❤ Agglutinogens and agglutinins

Agglutinogens refer to the antigens present on the cell membranes of red blood cells (RBCs).

Agglutinins refer to the antibodies against the agglutinogens. These are present in the plasma.

Agglutination of RBCs

Agglutination of RBCs can be caused by the antigens present on their cell membranes in the presence of suitable agglutinins (antibodies).

That is why these antigens are called agglutinogens.

Landsteiner law

Karl Landsteiner in 1900 framed a law in relation to agglutinogens and agglutinins, which states that:

1. If an agglutinogen is present on the red cell membrane of an individual, the corresponding agglutinin must be absent in the plasma.

Landsteiner law

2. If an agglutinogen is absent from the cell membrane of RBCs of an individual, the corresponding agglutinin must be present in the plasma.

CLASSICAL ABO BLOOD GROUPING SYSTEM

The classical ABO blood grouping system is based on the presence of A and B agglutinogens on the cell membrane of RBCs.

A AND B AGGLUTINOGENS

A and B agglutinogens are complex oligosaccharides differing in their terminal sugars.

ANTI-A AND ANTI-B AGGLUTININS

Anti-A (or α) agglutinin and anti-B (or β) agglutinin refer to the antibody, i.e. which reacts with or acts on the antigen A and antigen B, respectively.

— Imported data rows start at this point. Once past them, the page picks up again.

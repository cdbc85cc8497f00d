//!
//! # Technology & Tool Registry
//!
//! Primitive node prototypes, arc prototypes, and tools,
//! referenced by name in ELIB files and by typed index in memory.
//!

// Std-Lib Imports
use std::collections::BTreeMap;

// Crates.io
use serde::{Deserialize, Serialize};

// Workspace Imports
use elib21utils::SerdeFile;

/// Technology index into a [TechRegistry]
#[derive(Debug, Clone, Copy, Deserialize, Serialize, PartialEq, Eq, Hash, PartialOrd, Ord)]
pub struct TechId(pub usize);

/// Primitive node prototype, by technology and index
#[derive(Debug, Clone, Copy, Deserialize, Serialize, PartialEq, Eq, Hash)]
pub struct PrimNodeId {
    pub tech: TechId,
    pub node: usize,
}

/// Primitive port prototype, by technology, node, and index
#[derive(Debug, Clone, Copy, Deserialize, Serialize, PartialEq, Eq, Hash)]
pub struct PrimPortId {
    pub tech: TechId,
    pub node: usize,
    pub port: usize,
}
impl PrimPortId {
    /// Get the [PrimNodeId] of our parent node
    pub fn node_id(&self) -> PrimNodeId {
        PrimNodeId {
            tech: self.tech,
            node: self.node,
        }
    }
}

/// Arc prototype, by technology and index
#[derive(Debug, Clone, Copy, Deserialize, Serialize, PartialEq, Eq, Hash)]
pub struct ArcProtoId {
    pub tech: TechId,
    pub arc: usize,
}

/// # Primitive Port Prototype
#[derive(Debug, Clone, Default, Deserialize, Serialize, PartialEq)]
pub struct PrimitivePort {
    pub name: String,
}

/// # Primitive Node Prototype
#[derive(Debug, Clone, Default, Deserialize, Serialize, PartialEq)]
pub struct PrimitiveNode {
    pub name: String,
    /// Ports, in declaration order
    pub ports: Vec<PrimitivePort>,
    /// Whether instances carry an outline ("trace") of points
    #[serde(default)]
    pub holds_outline: bool,
}
impl PrimitiveNode {
    /// Find a port by name
    pub fn find_port(&self, name: &str) -> Option<usize> {
        self.ports.iter().position(|p| p.name == name)
    }
}

/// # Arc Prototype
#[derive(Debug, Clone, Default, Deserialize, Serialize, PartialEq)]
pub struct ArcProto {
    pub name: String,
}

/// # Technology
#[derive(Debug, Clone, Default, Deserialize, Serialize, PartialEq)]
pub struct Technology {
    pub name: String,
    /// Generic technologies hold process-independent primitives,
    /// and do not count when choosing a cell's dominant technology.
    #[serde(default)]
    pub generic: bool,
    pub nodes: Vec<PrimitiveNode>,
    pub arcs: Vec<ArcProto>,
    /// Renamed primitive nodes, from old name to current name
    #[serde(default)]
    pub old_node_names: BTreeMap<String, String>,
    /// Renamed arc prototypes, from old name to current name
    #[serde(default)]
    pub old_arc_names: BTreeMap<String, String>,
    /// Renamed primitive ports, from old name to current name, on any node
    #[serde(default)]
    pub old_port_names: BTreeMap<String, String>,
}
impl Technology {
    /// Find a primitive node by name
    pub fn find_node(&self, name: &str) -> Option<usize> {
        self.nodes.iter().position(|n| n.name == name)
    }
    /// Find an arc prototype by name
    pub fn find_arc(&self, name: &str) -> Option<usize> {
        self.arcs.iter().position(|a| a.name == name)
    }
    /// Convert a node name from an older revision of this technology
    pub fn convert_old_node_name(&self, name: &str) -> Option<usize> {
        self.old_node_names
            .get(name)
            .and_then(|new| self.find_node(new))
    }
    /// Convert an arc name from an older revision of this technology
    pub fn convert_old_arc_name(&self, name: &str) -> Option<usize> {
        self.old_arc_names
            .get(name)
            .and_then(|new| self.find_arc(new))
    }
    /// Convert the name of a port on node `node` from an older revision of this technology
    pub fn convert_old_port_name(&self, node: usize, name: &str) -> Option<usize> {
        let new = self.old_port_names.get(name)?;
        self.nodes.get(node)?.find_port(new)
    }
}

/// # Tool
/// Analysis and synthesis tools, which store settings and per-object bits in libraries
#[derive(Debug, Clone, Default, Deserialize, Serialize, PartialEq)]
pub struct Tool {
    pub name: String,
}

/// # Technology & Tool Registry
#[derive(Debug, Clone, Deserialize, Serialize, PartialEq)]
pub struct TechRegistry {
    pub techs: Vec<Technology>,
    pub tools: Vec<Tool>,
}
impl Default for TechRegistry {
    fn default() -> Self {
        Self::builtin()
    }
}
impl SerdeFile for TechRegistry {}

impl TechRegistry {
    /// Find a [Technology] by name
    pub fn find_tech(&self, name: &str) -> Option<TechId> {
        self.techs.iter().position(|t| t.name == name).map(TechId)
    }
    /// Get a [Technology] by id. Panics if `id` did not come from this registry.
    pub fn tech(&self, id: TechId) -> &Technology {
        &self.techs[id.0]
    }
    pub fn node(&self, id: PrimNodeId) -> &PrimitiveNode {
        &self.techs[id.tech.0].nodes[id.node]
    }
    pub fn arc(&self, id: ArcProtoId) -> &ArcProto {
        &self.techs[id.tech.0].arcs[id.arc]
    }
    pub fn port_name(&self, id: PrimPortId) -> &str {
        &self.node(id.node_id()).ports[id.port].name
    }
    /// Find a primitive node by technology and node name
    pub fn find_node(&self, tech: &str, node: &str) -> Option<PrimNodeId> {
        let t = self.find_tech(tech)?;
        let node = self.tech(t).find_node(node)?;
        Some(PrimNodeId { tech: t, node })
    }
    /// Find an arc prototype by technology and arc name
    pub fn find_arc(&self, tech: &str, arc: &str) -> Option<ArcProtoId> {
        let t = self.find_tech(tech)?;
        let arc = self.tech(t).find_arc(arc)?;
        Some(ArcProtoId { tech: t, arc })
    }
    /// Find the port named `port` on primitive `node`
    pub fn find_port(&self, node: PrimNodeId, port: &str) -> Option<PrimPortId> {
        self.node(node)
            .find_port(port)
            .map(|port| PrimPortId {
                tech: node.tech,
                node: node.node,
                port,
            })
    }
    /// Find a [Tool] by name
    pub fn find_tool(&self, name: &str) -> Option<usize> {
        self.tools.iter().position(|t| t.name == name)
    }
    /// Qualified name of primitive `id`, `tech:node`
    pub fn node_name(&self, id: PrimNodeId) -> String {
        format!("{}:{}", self.tech(id.tech).name, self.node(id).name)
    }
    /// Qualified name of arc prototype `id`, `tech:arc`
    pub fn arc_name(&self, id: ArcProtoId) -> String {
        format!("{}:{}", self.tech(id.tech).name, self.arc(id).name)
    }
    /// Boolean indication of whether `id` is the generic cell-center marker
    pub fn is_cell_center(&self, id: PrimNodeId) -> bool {
        let tech = self.tech(id.tech);
        tech.generic && tech.nodes[id.node].name == "Cell-Center"
    }

    /// Create the built-in registry
    pub fn builtin() -> Self {
        let techs = vec![generic(), mocmos("mocmos"), mocmos("mocmosold"), schematic(), artwork()];
        let tools = [
            "user",
            "io",
            "drc",
            "erc",
            "network",
            "routing",
            "simulation",
            "compaction",
            "logeffort",
            "project",
            "vhdl",
            "sc",
            "placement",
        ];
        Self {
            techs,
            tools: tools
                .iter()
                .map(|n| Tool {
                    name: n.to_string(),
                })
                .collect(),
        }
    }
}

/// Create a primitive node named `name` with ports `ports`
fn prim(name: &str, ports: &[&str]) -> PrimitiveNode {
    PrimitiveNode {
        name: name.into(),
        ports: ports
            .iter()
            .map(|p| PrimitivePort {
                name: p.to_string(),
            })
            .collect(),
        holds_outline: false,
    }
}
/// Create an outline-holding primitive node
fn outline(name: &str, ports: &[&str]) -> PrimitiveNode {
    PrimitiveNode {
        holds_outline: true,
        ..prim(name, ports)
    }
}
fn arcs(names: &[&str]) -> Vec<ArcProto> {
    names
        .iter()
        .map(|n| ArcProto {
            name: n.to_string(),
        })
        .collect()
}

fn renames(pairs: &[(&str, &str)]) -> BTreeMap<String, String> {
    pairs
        .iter()
        .map(|(old, new)| (old.to_string(), new.to_string()))
        .collect()
}

fn generic() -> Technology {
    Technology {
        name: "generic".into(),
        generic: true,
        nodes: vec![
            prim("Universal-Pin", &["univ"]),
            prim("Invisible-Pin", &["center"]),
            prim("Unrouted-Pin", &["unrouted"]),
            prim("Cell-Center", &["center"]),
            prim("Port", &["center"]),
            prim("DRC-Node", &["center"]),
            prim("Essential-Bounds", &["center"]),
            prim("Simulation-Probe", &["center"]),
        ],
        arcs: arcs(&["Universal", "Invisible", "Unrouted"]),
        ..Default::default()
    }
}

fn mocmos(name: &str) -> Technology {
    Technology {
        name: name.into(),
        generic: false,
        nodes: vec![
            prim("Metal-1-Pin", &["metal-1"]),
            prim("Metal-2-Pin", &["metal-2"]),
            prim("Polysilicon-1-Pin", &["polysilicon-1"]),
            prim("P-Active-Pin", &["p-active"]),
            prim("N-Active-Pin", &["n-active"]),
            prim("Metal-1-Metal-2-Con", &["metal-1-metal-2"]),
            prim("Metal-1-Polysilicon-1-Con", &["metal-1-polysilicon-1"]),
            prim("Metal-1-P-Active-Con", &["metal-1-p-active"]),
            prim("Metal-1-N-Active-Con", &["metal-1-n-active"]),
            prim(
                "P-Transistor",
                &["p-trans-poly-left", "p-trans-diff-top", "p-trans-poly-right", "p-trans-diff-bottom"],
            ),
            prim(
                "N-Transistor",
                &["n-trans-poly-left", "n-trans-diff-top", "n-trans-poly-right", "n-trans-diff-bottom"],
            ),
            outline("Metal-1-Node", &["metal-1"]),
            outline("Metal-2-Node", &["metal-2"]),
            outline("Polysilicon-1-Node", &["polysilicon-1"]),
            outline("P-Active-Node", &["active"]),
            outline("N-Active-Node", &["active"]),
        ],
        arcs: arcs(&["Metal-1", "Metal-2", "Polysilicon-1", "P-Active", "N-Active"]),
        old_node_names: renames(&[
            ("Metal-1-Substrate-Con", "Metal-1-N-Active-Con"),
            ("Metal-1-Well-Con", "Metal-1-P-Active-Con"),
            ("Metal-1-Polysilicon-Con", "Metal-1-Polysilicon-1-Con"),
            ("Polysilicon-Pin", "Polysilicon-1-Pin"),
        ]),
        old_arc_names: renames(&[("Polysilicon", "Polysilicon-1"), ("Active", "P-Active")]),
        old_port_names: renames(&[
            ("metal-1-polysilicon", "metal-1-polysilicon-1"),
            ("polysilicon", "polysilicon-1"),
        ]),
    }
}

fn schematic() -> Technology {
    Technology {
        name: "schematic".into(),
        generic: false,
        nodes: vec![
            prim("Wire_Pin", &["wire"]),
            prim("Bus_Pin", &["bus"]),
            prim("Wire_Con", &["wire"]),
            prim("Off-Page", &["a", "y"]),
            prim("Power", &["vdd"]),
            prim("Ground", &["gnd"]),
            prim("Resistor", &["a", "b"]),
            prim("Capacitor", &["a", "b"]),
            prim("Transistor", &["g", "s", "d"]),
            prim("Buffer", &["a", "y", "c"]),
            prim("And", &["a", "y"]),
            prim("Or", &["a", "y"]),
        ],
        arcs: arcs(&["wire", "bus"]),
        ..Default::default()
    }
}

fn artwork() -> Technology {
    Technology {
        name: "artwork".into(),
        generic: false,
        nodes: vec![
            prim("Pin", &["site"]),
            prim("Box", &["box"]),
            prim("Crossed-Box", &["fbox"]),
            prim("Filled-Box", &["fbox"]),
            outline("Opened-Polygon", &["lines"]),
            outline("Closed-Polygon", &["lines"]),
            prim("Circle", &["center"]),
            prim("Arrow", &["arrow"]),
        ],
        arcs: arcs(&["Solid", "Dotted", "Dashed", "Thicker"]),
        ..Default::default()
    }
}

#[cfg(test)]
mod tests {
    use super::*;

    #[test]
    fn builtin_lookups() {
        let reg = TechRegistry::builtin();
        let pin = reg.find_node("generic", "Universal-Pin").unwrap();
        assert_eq!(reg.node_name(pin), "generic:Universal-Pin");
        assert_eq!(reg.find_port(pin, "univ").map(|p| p.port), Some(0));
        assert!(reg.find_node("mocmos", "Universal-Pin").is_none());
        let m1 = reg.find_arc("mocmos", "Metal-1").unwrap();
        assert_eq!(reg.arc_name(m1), "mocmos:Metal-1");
        assert_eq!(reg.find_tool("network"), Some(4));
    }
    #[test]
    fn old_node_names() {
        let reg = TechRegistry::builtin();
        let t = reg.tech(reg.find_tech("mocmos").unwrap());
        let idx = t.convert_old_node_name("Polysilicon-Pin").unwrap();
        assert_eq!(t.nodes[idx].name, "Polysilicon-1-Pin");
        assert!(t.convert_old_node_name("Nonsense").is_none());
        let idx = t.convert_old_arc_name("Polysilicon").unwrap();
        assert_eq!(t.arcs[idx].name, "Polysilicon-1");
        let con = t.find_node("Metal-1-Polysilicon-1-Con").unwrap();
        assert_eq!(t.convert_old_port_name(con, "metal-1-polysilicon"), Some(0));
        assert_eq!(t.convert_old_port_name(con, "polysilicon"), None);
    }
    #[test]
    fn cell_center() {
        let reg = TechRegistry::builtin();
        assert!(reg.is_cell_center(reg.find_node("generic", "Cell-Center").unwrap()));
        assert!(!reg.is_cell_center(reg.find_node("generic", "Port").unwrap()));
    }
}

ANTI-A AND ANTI-B AGGLUTININS

There are two types of α agglutinins: the α1 and α proper.

The α and β agglutinins are globulins of IgM type and cannot cross the placenta.

ANTI-A AND ANTI-B AGGLUTININS

The α and β agglutinins act best at low temperature (5–20°C) and are therefore also called as cold antibodies.

Blood group A

Blood group A is characterized by:

Presence of A agglutinogen and absence of B agglutinogen on the cell membrane of RBCs and

Presence of anti-B agglutinin and absence of anti-A agglutinin from the plasma.

Blood group B

Blood group B is characterized by:

Presence of B agglutinogen and absence of A agglutinogen on the cell membrane of RBCs and

Presence of anti-A agglutinin and absence of anti-B agglutinin from the plasma.

Blood group AB

Blood group AB is characterized by:

Presence of both A and B agglutinogens on the cell membrane of RBCs, and

Absence of both anti-A and anti-B agglutinins from the plasma.

Blood group O

Blood group O is characterized by:

Absence of both A and B agglutinogens on the red cell membrane and,

Presence of both anti-A and anti-B agglutinins in the plasma.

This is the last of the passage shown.